The "plain language" isn't always so plain and the jargon-heavy nature of the form underscores that health insurance is complicated. While the administration will require that insurers provide a four-page glossary of industry terms, shoppers will have to contend with terminology that isn't always easily understandable. "We don't want to over-promise here about what a form can do laid over top a very complex product," Quincy said. "We have to wait and see if the new form actually helps people."

The insurance summary can't be longer than eight pages and includes facts about a plan such as what its deductibles are, whether benefits are capped at a certain dollar amount every year, and if patients need referrals to visit specialists. Though the administration proposed last year that premiums be listed, that requirement isn't part of the final rule. The monthly price for a health plan, which may not be available until after an insurance company has reviewed a customer's application, will be provided separately.

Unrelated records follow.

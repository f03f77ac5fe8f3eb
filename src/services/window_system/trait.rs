use crate::config::Config;
use crate::error::Result;
use crate::events::{WindowId, WindowInfo};
use std::sync::Arc;
use tracing::{info, warn};

use super::dry_run::DryRunWindowSystem;
use super::x11::X11WindowSystem;

/// Операции над окнами, которые нужны переключателю
#[async_trait::async_trait]
pub trait WindowSystem: Send + Sync {
    /// Все открытые окна в порядке оконного менеджера
    async fn list_active_windows(&self) -> Result<Vec<WindowInfo>>;

    /// Активное окно; `None`, если менеджер сообщает "нет окна"
    async fn active_window(&self) -> Result<Option<WindowId>>;

    /// Запросить активацию окна. `false`, если менеджер отказал.
    async fn activate_window(&self, id: WindowId) -> Result<bool>;

    async fn is_window_active(&self, id: WindowId) -> Result<bool> {
        Ok(self.active_window().await? == Some(id))
    }

    async fn set_window_title(&self, id: WindowId, title: &str) -> Result<bool>;
}

/// Выбор реализации по флагу dry_run и `window.backend`
pub fn create_window_system(config: &Config, dry_run: bool) -> Result<Arc<dyn WindowSystem>> {
    if dry_run || config.window.backend == "dry-run" {
        info!("Оконная система: эмуляция (dry-run)");
        return Ok(Arc::new(DryRunWindowSystem::with_demo_windows()));
    }

    let system = X11WindowSystem::new()?;
    if config.window.backend == "auto" {
        if let Err(e) = system.probe() {
            warn!("Утилиты X11 недоступны: {}", e);
            return Err(e);
        }
    }
    info!("Оконная система: X11 (wmctrl + xdotool)");
    Ok(Arc::new(system))
}
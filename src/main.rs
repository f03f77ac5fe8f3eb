use anyhow::Result;
use clap::Parser;
use std::sync::Arc;
use std::time::Duration;
use tokio::signal;
use tokio::sync::broadcast::error::RecvError;
use tracing::{debug, error, info, warn};

use win_switcher::config::{Config, ConfigStore};
use win_switcher::events::SwitcherEvent;
use win_switcher::services::{create_keyboard_listener, create_window_system, Switcher, SwitcherHandle};
use win_switcher::utils;

#[derive(Parser, Debug)]
#[command(name = "win-switcher")]
#[command(about = "Переключение между окнами X11 по сочетаниям клавиш в заданном порядке")]
struct Args {
    /// Путь к файлу конфигурации
    #[arg(short, long, default_value = "win-switcher.toml")]
    config: String,

    /// Режим сухого запуска (эмуляция окон и клавиатуры)
    #[arg(long)]
    dry_run: bool,

    /// Уровень логирования (перекрывает logging.filter)
    #[arg(long)]
    log_level: Option<String>,

    /// Не включать сочетания при старте
    #[arg(long)]
    no_listener: bool,
}

#[tokio::main]
async fn main() -> Result<()> {
    let args = Args::parse();

    let config = Arc::new(Config::load(&args.config)?);

    let level = args.log_level.as_deref().unwrap_or(config.logging.directive());
    init_tracing(level, &config.logging.format)?;

    info!("Запуск win-switcher v{}", env!("CARGO_PKG_VERSION"));
    info!("Конфигурация загружена из: {}", args.config);

    if args.dry_run {
        warn!("Режим сухого запуска - окна и клавиатура эмулируются");
    } else {
        utils::permissions::check_permissions()?;
    }

    let windows = create_window_system(&config, args.dry_run)?;
    let config_store = ConfigStore::open(&args.config)?;
    let (switcher, handle) = Switcher::new(&config, config_store, windows, !args.no_listener);
    let keyboard_listener = create_keyboard_listener(config.clone(), handle.clone(), args.dry_run)?;

    info!("Все компоненты инициализированы");

    let event_handle = tokio::spawn(log_events(handle.clone()));
    let switcher_handle = tokio::spawn(async move {
        if let Err(e) = switcher.run().await {
            error!("Ошибка в Switcher: {}", e);
        }
    });
    let keyboard_handle = tokio::spawn(async move {
        if let Err(e) = keyboard_listener.run().await {
            error!("Ошибка в KeyboardListener: {}", e);
        }
    });
    let refresh_handle = tokio::spawn(refresh_periodically(
        handle.clone(),
        Duration::from_millis(config.window.refresh_interval_ms),
    ));

    info!("Все сервисы запущены");

    match signal::ctrl_c().await {
        Ok(()) => info!("Получен сигнал завершения (Ctrl+C)"),
        Err(err) => error!("Ошибка при ожидании сигнала завершения: {}", err),
    }

    info!("Завершение работы...");

    if let Err(e) = handle.shutdown().await {
        warn!("Switcher уже остановлен: {}", e);
    }

    refresh_handle.abort();
    keyboard_handle.abort();
    event_handle.abort();

    let shutdown_timeout = Duration::from_secs(5);
    let shutdown_result = tokio::time::timeout(shutdown_timeout, async {
        let _ = switcher_handle.await;
        let _ = refresh_handle.await;
        let _ = event_handle.await;
    })
    .await;

    match shutdown_result {
        Ok(_) => info!("Все сервисы завершили работу корректно"),
        Err(_) => warn!("Таймаут при завершении сервисов"),
    }

    info!("win-switcher завершил работу");
    Ok(())
}

/// Фоновое перечитывание окон, чтобы порядок следил за открытием и закрытием
async fn refresh_periodically(handle: SwitcherHandle, period: Duration) {
    let mut ticker = tokio::time::interval(period);
    ticker.tick().await;
    loop {
        ticker.tick().await;
        if handle.request_auto_refresh().await.is_err() {
            debug!("Switcher остановлен, фоновое обновление завершено");
            return;
        }
    }
}

async fn log_events(handle: SwitcherHandle) {
    let mut events = handle.subscribe();
    loop {
        match events.recv().await {
            Ok(SwitcherEvent::ConfigWriteFailed { section, key, message }) => {
                error!("Настройка [{}] {} не сохранена: {}", section, key, message);
            }
            Ok(event) => debug!("Событие: {}", event),
            Err(RecvError::Lagged(skipped)) => warn!("Пропущено событий: {}", skipped),
            Err(RecvError::Closed) => return,
        }
    }
}

fn init_tracing(level: &str, format: &str) -> Result<()> {
    use tracing_subscriber::{fmt, layer::SubscriberExt, util::SubscriberInitExt, EnvFilter, Layer};

    let filter = EnvFilter::try_from_default_env().or_else(|_| EnvFilter::try_new(level))?;

    let fmt_layer = match format {
        "compact" => fmt::layer().compact().boxed(),
        _ => fmt::layer().boxed(),
    };

    tracing_subscriber::registry()
        .with(fmt_layer)
        .with(filter)
        .init();

    Ok(())
}
use crate::error::{Result, SwitcherError};
use std::fs;
use std::path::{Path, PathBuf};
use tracing::{debug, info, warn};

/// Слова в имени, по которым устройство точно не клавиатура
const POINTER_MARKERS: [&str; 4] = ["mouse", "deathadder", "touchpad", "trackpoint"];

pub struct DeviceFinder;

impl DeviceFinder {
    /// Найти клавиатуру: явный путь из конфигурации или автопоиск при `auto`
    pub fn find_keyboard_device(device_path: &str) -> Result<PathBuf> {
        if device_path != "auto" {
            let path = PathBuf::from(device_path);
            return if path.exists() {
                info!("Используется указанное устройство: {:?}", path);
                Ok(path)
            } else {
                SwitcherError::device_not_found(format!("Указанное устройство не найдено: {:?}", path))
            };
        }

        info!("Автопоиск клавиатурного устройства...");

        if let Some(device) = Self::find_by_id()? {
            info!("Найдено устройство по ID: {:?}", device);
            return Ok(device);
        }

        if let Some(device) = Self::find_by_event_devices()? {
            info!("Найдено устройство среди event устройств: {:?}", device);
            return Ok(device);
        }

        SwitcherError::device_not_found(
            "Не удалось найти клавиатуру. Убедитесь, что пользователь в группе 'input'",
        )
    }

    /// Приоритет ссылки из `/dev/input/by-id`; `None` для не-клавиатур
    pub fn by_id_priority(name: &str) -> Option<u32> {
        let lower = name.to_lowercase();
        if !lower.contains("event") || !(lower.contains("kbd") || lower.contains("keyboard")) {
            return None;
        }
        if POINTER_MARKERS.iter().any(|m| lower.contains(m)) {
            return None;
        }

        Some(if name.ends_with("event-kbd") {
            100
        } else if lower.contains("keyboard") {
            50
        } else {
            10
        })
    }

    fn find_by_id() -> Result<Option<PathBuf>> {
        let by_id_dir = Path::new("/dev/input/by-id");
        if !by_id_dir.exists() {
            debug!("Директория /dev/input/by-id не существует");
            return Ok(None);
        }

        let entries = fs::read_dir(by_id_dir)
            .map_err(|e| SwitcherError::Permission(format!("Нет доступа к /dev/input/by-id: {}", e)))?;

        let mut candidates = Vec::new();
        for entry in entries {
            let path = entry?.path();
            let Some(priority) = path
                .file_name()
                .and_then(|n| n.to_str())
                .and_then(Self::by_id_priority)
            else {
                continue;
            };

            if Self::is_keyboard_device(&path) {
                debug!("Кандидат {:?} (приоритет {})", path, priority);
                candidates.push((path, priority));
            }
        }

        candidates.sort_by(|a, b| b.1.cmp(&a.1));
        Ok(candidates.into_iter().next().map(|(path, _)| path))
    }

    fn find_by_event_devices() -> Result<Option<PathBuf>> {
        let entries = fs::read_dir("/dev/input")
            .map_err(|e| SwitcherError::Permission(format!("Нет доступа к /dev/input: {}", e)))?;

        let mut event_devices = Vec::new();
        for entry in entries {
            let path = entry?.path();
            if path
                .file_name()
                .and_then(|n| n.to_str())
                .is_some_and(|n| n.starts_with("event"))
            {
                event_devices.push(path);
            }
        }
        event_devices.sort();

        Ok(event_devices.into_iter().find(|path| Self::is_keyboard_device(path)))
    }

    /// Устройство открывается и умеет основные клавиши клавиатуры
    fn is_keyboard_device(device_path: &Path) -> bool {
        let device = match evdev::Device::open(device_path) {
            Ok(device) => device,
            Err(e) => {
                warn!("Устройство {:?} недоступно: {}", device_path, e);
                return false;
            }
        };

        let name = device.name().unwrap_or("Unknown").to_lowercase();
        if POINTER_MARKERS.iter().any(|m| name.contains(m)) {
            debug!("Пропускаем указатель {:?} ({})", device_path, name);
            return false;
        }

        device.supported_keys().is_some_and(|keys| {
            keys.contains(evdev::KeyCode::KEY_A)
                && keys.contains(evdev::KeyCode::KEY_SPACE)
                && keys.contains(evdev::KeyCode::KEY_ENTER)
                && keys.iter().count() > 20
        })
    }
}

#[cfg(test)]
mod tests {
    use super::*;

    #[test]
    fn test_missing_explicit_path() {
        let result = DeviceFinder::find_keyboard_device("/non/existent/path");
        assert!(matches!(result, Err(SwitcherError::DeviceNotFound(_))));
    }

    #[test]
    fn test_by_id_priority() {
        assert_eq!(DeviceFinder::by_id_priority("usb-Logitech_USB_Keyboard-event-kbd"), Some(100));
        assert_eq!(DeviceFinder::by_id_priority("usb-Some_Keyboard-if01-event-joystick"), Some(50));
        assert_eq!(DeviceFinder::by_id_priority("usb-Razer_DeathAdder-event-kbd"), None);
        assert_eq!(DeviceFinder::by_id_priority("usb-Logitech_Mouse-event-mouse"), None);
        assert_eq!(DeviceFinder::by_id_priority("usb-Keyboard-kbd"), None);
    }
}
use std::collections::HashMap;
use once_cell::sync::Lazy;

use crate::events::KeyCode;

/// Маппинг между именами клавиш в сочетаниях и кодами evdev
pub struct KeycodeMap;

// Имена, которые понимает конфигурация сочетаний. Порядок важен только
// для обратного поиска: первое имя для кода считается основным.
static KEY_TABLE: &[(&str, u16)] = &[
    // Модификаторы
    ("ctrl", 29),
    ("alt", 56),
    ("shift", 42),
    ("super", 125),
    ("rightctrl", 97),
    ("rightalt", 100),
    ("rightshift", 54),
    ("rightsuper", 126),
    // Стрелки
    ("up", 103),
    ("down", 108),
    ("left", 105),
    ("right", 106),
    // Специальные клавиши
    ("tab", 15),
    ("space", 57),
    ("enter", 28),
    ("escape", 1),
    ("backspace", 14),
    ("grave", 41),
    ("minus", 12),
    ("equal", 13),
    ("comma", 51),
    ("dot", 52),
    ("slash", 53),
    // Навигация
    ("insert", 110),
    ("delete", 111),
    ("home", 102),
    ("end", 107),
    ("pageup", 104),
    ("pagedown", 109),
    // Буквы
    ("a", 30), ("b", 48), ("c", 46), ("d", 32), ("e", 18), ("f", 33),
    ("g", 34), ("h", 35), ("i", 23), ("j", 36), ("k", 37), ("l", 38),
    ("m", 50), ("n", 49), ("o", 24), ("p", 25), ("q", 16), ("r", 19),
    ("s", 31), ("t", 20), ("u", 22), ("v", 47), ("w", 17), ("x", 45),
    ("y", 21), ("z", 44),
    // Цифры верхнего ряда
    ("1", 2), ("2", 3), ("3", 4), ("4", 5), ("5", 6),
    ("6", 7), ("7", 8), ("8", 9), ("9", 10), ("0", 11),
    // Функциональные
    ("f1", 59), ("f2", 60), ("f3", 61), ("f4", 62), ("f5", 63), ("f6", 64),
    ("f7", 65), ("f8", 66), ("f9", 67), ("f10", 68), ("f11", 87), ("f12", 88),
];

// Синонимы, которые принимаются при разборе, но не выводятся
static KEY_ALIASES: &[(&str, &str)] = &[
    ("control", "ctrl"),
    ("leftctrl", "ctrl"),
    ("leftalt", "alt"),
    ("leftshift", "shift"),
    ("meta", "super"),
    ("win", "super"),
    ("esc", "escape"),
    ("return", "enter"),
];

static KEY_NAME_TO_CODE: Lazy<HashMap<&'static str, u16>> =
    Lazy::new(|| KEY_TABLE.iter().copied().collect());

static CODE_TO_KEY_NAME: Lazy<HashMap<u16, &'static str>> = Lazy::new(|| {
    let mut map = HashMap::with_capacity(KEY_TABLE.len());
    for &(name, code) in KEY_TABLE {
        map.entry(code).or_insert(name);
    }
    map
});

impl KeycodeMap {
    /// Получить код клавиши по её имени (регистр не важен)
    pub fn get_keycode(key_name: &str) -> Option<u16> {
        let normalized = key_name.trim().to_lowercase();
        let name = KEY_ALIASES
            .iter()
            .find(|(alias, _)| *alias == normalized)
            .map(|(_, name)| *name)
            .unwrap_or(normalized.as_str());
        KEY_NAME_TO_CODE.get(name).copied()
    }

    /// Получить имя клавиши по её коду
    pub fn get_key_name(keycode: u16) -> Option<&'static str> {
        CODE_TO_KEY_NAME.get(&keycode).copied()
    }

    pub fn key(key_name: &str) -> Option<KeyCode> {
        Self::get_keycode(key_name).map(KeyCode::new)
    }

    /// Правые модификаторы сворачиваются в левые: "ctrl" в сочетании
    /// срабатывает от любого Ctrl
    pub fn canonical(code: KeyCode) -> KeyCode {
        match code.value() {
            97 => KeyCode::new(29),
            100 => KeyCode::new(56),
            54 => KeyCode::new(42),
            126 => KeyCode::new(125),
            _ => code,
        }
    }
}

The form includes examples of medical expenses, such as the birth of a child, so consumers can estimate how much would be covered by insurance and how much would come out of their own pockets. The administration characterizes this feature as a “Nutrition Facts” label for health benefits.

The health insurance industry's top lobbyist said the rule places too heavy a burden on companies and takes effect too quickly. "The final rule requires an almost complete overhaul and redesign of how information must be provided to consumers," Karen Ignagni, president and CEO of America's Health Insurance Plans, said in a statement.